The malware known as Mirai — which is now available on the internet — has become a bit too popular in the hacking community, according to security firm Flashpoint.

Competing hackers have all been trying to take advantage of Mirai to launch new DDoS attacks. To do so, that means infecting the poorly secured internet-connected devices, such as surveillance cameras, baby monitors, and DVRs, that the malware was designed to exploit.

The problem is the malware may have run out of new devices to infect, forcing the hackers to vie for control over a limited resource pool. That competition appears to be stiff.

On Tuesday, Flashpoint said it found that the Mirai malware is probably being used across 52 different networks of enslaved devices, often called botnets.

Many of these hackers are coming up with their own strains of Mirai to fight over the what devices they can infect, Flashpoint analyst John Costello said in an email.

However, that competition is also fracturing Mirai’s full power. Newly formed botnets created through Mirai are becoming smaller in size, ever since the source code to the malware was released back in late September.

“Due to these factors, the botnet’s fracturing has significantly lowered the impact, efficacy, and damage of subsequent attacks,” Flashpoint said in a blog post.
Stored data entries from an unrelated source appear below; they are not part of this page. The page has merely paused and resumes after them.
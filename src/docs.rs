use crate::api::attendance::{MarkAttendance, MarkAttendanceResponse, SummaryQuery};
use crate::api::course::{CourseListResponse, CourseQuery, CreateCourse, EnrollRequest};
use crate::api::quiz::{
    AnswerSubmission, CreateQuiz, CreateQuizQuestion, QuizDetailResponse, QuizListResponse,
    QuizQuery, QuizQuestionView, SubmitAttempt,
};
use crate::api::student::{CreateStudent, StudentListResponse, StudentQuery};
use crate::model::attendance::{AttendanceStatus, AttendanceSummary, DailyAttendanceRecord};
use crate::model::course::Course;
use crate::model::quiz::{Quiz, QuizAttempt};
use crate::model::student::Student;
use utoipa::Modify;
use utoipa::OpenApi;
use utoipa::openapi::security::{HttpAuthScheme, HttpBuilder, SecurityScheme};

#[derive(OpenApi)]
#[openapi(
    info(
        title = "LMS API",
        version = "1.0.0",
        description = r#"
## Learning Management System (LMS)

This API powers a **Learning Management System** for course delivery,
quizzes, attendance, and student account management.

### 🔹 Key Features
- **Student Management**
  - Create, update, list, and view student profiles
- **Course Management**
  - Create courses and manage enrollment
- **Quiz Management**
  - Publish quizzes, record single attempts, automatic grading
- **Attendance Management**
  - Daily roster capture and monthly per-student summaries

### 🔐 Security
Most endpoints are protected using **JWT Bearer authentication**.
Only authorized roles such as **Admin** or **Instructor** can access sensitive operations.

### 📦 Response Format
- JSON-based RESTful responses
- Pagination supported for list endpoints

---
Built with **Rust**, **Actix Web**, **SQLx**, and **Utoipa**.
"#,
    ),
    paths(
        crate::api::student::create_student,
        crate::api::student::list_students,
        crate::api::student::get_student,
        crate::api::student::update_student,
        crate::api::student::delete_student,

        crate::api::course::create_course,
        crate::api::course::list_courses,
        crate::api::course::get_course,
        crate::api::course::update_course,
        crate::api::course::delete_course,
        crate::api::course::enroll_student,
        crate::api::course::unenroll_student,
        crate::api::course::list_course_students,

        crate::api::quiz::create_quiz,
        crate::api::quiz::list_quizzes,
        crate::api::quiz::get_quiz,
        crate::api::quiz::submit_attempt,
        crate::api::quiz::my_attempt,

        crate::api::attendance::mark_attendance,
        crate::api::attendance::attendance_summary
    ),
    components(
        schemas(
            Student,
            CreateStudent,
            StudentQuery,
            StudentListResponse,
            Course,
            CreateCourse,
            CourseQuery,
            CourseListResponse,
            EnrollRequest,
            Quiz,
            QuizAttempt,
            CreateQuiz,
            CreateQuizQuestion,
            QuizQuery,
            QuizListResponse,
            QuizDetailResponse,
            QuizQuestionView,
            SubmitAttempt,
            AnswerSubmission,
            MarkAttendance,
            MarkAttendanceResponse,
            SummaryQuery,
            AttendanceSummary,
            DailyAttendanceRecord,
            AttendanceStatus
        )
    ),
    modifiers(&SecurityAddon),
    tags(
        (name = "Student", description = "Student management APIs"),
        (name = "Course", description = "Course and enrollment APIs"),
        (name = "Quiz", description = "Quiz and attempt APIs"),
        (name = "Attendance", description = "Attendance capture and summary APIs"),
    )
)]
pub struct ApiDoc;

struct SecurityAddon;

impl Modify for SecurityAddon {
    fn modify(&self, openapi: &mut utoipa::openapi::OpenApi) {
        if let Some(components) = openapi.components.as_mut() {
            components.add_security_scheme(
                "bearer_auth",
                SecurityScheme::Http(
                    HttpBuilder::new()
                        .scheme(HttpAuthScheme::Bearer)
                        .bearer_format("JWT")
                        .build(),
                ),
            );
        }
    }
}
Hackers also face another challenge to fully exploit Mirai — the malicious coding has been designed to kick out competing malware.

It does this whenever it spreads to a new device. Mirai will also attempt to lock down the device, shutting off the ports that allowed the infection in the first place, Costello said.  

That feature may be inadvertently contributing to the diminishing power of the malware. For instance, last week, one large Mirai-powered botnet was found attacking IP addresses in Liberia, disrupting business at a local mobile service provider.

But since then, the server controlling the botnet has gone offline, according to a security researcher who goes by the name MalwareTech. Without a master, the Mirai-infected devices will no longer attack, nor can they be overtaken by another malware in most cases.

Only when the devices are rebooted does the Mirai infection clear, Costello said. Competing hackers will then try to quickly reinfect the devices, sometimes within 30 seconds of the device going back online.

“This appears to be the primary means by which vulnerable devices are reinfected and the main method by which botnet ownership has fluctuated over time,” he said.

It isn’t clear how big these individual Mirai-powered botnets are, but internet backbone provider Level 3 Communications estimated last month that more than 500,000 devices had been infected with the malware.

Security researcher Kevin Beaumont agreed that Mirai-powered botnets appear to be fracturing under the competition. Nevertheless, there are still three or four large Mirai botnets capable of taking down websites, he said. He pointed to online gambling service William Hill, which was likely hit with a DDoS attack and kicked offline by a Mirai botnet last week.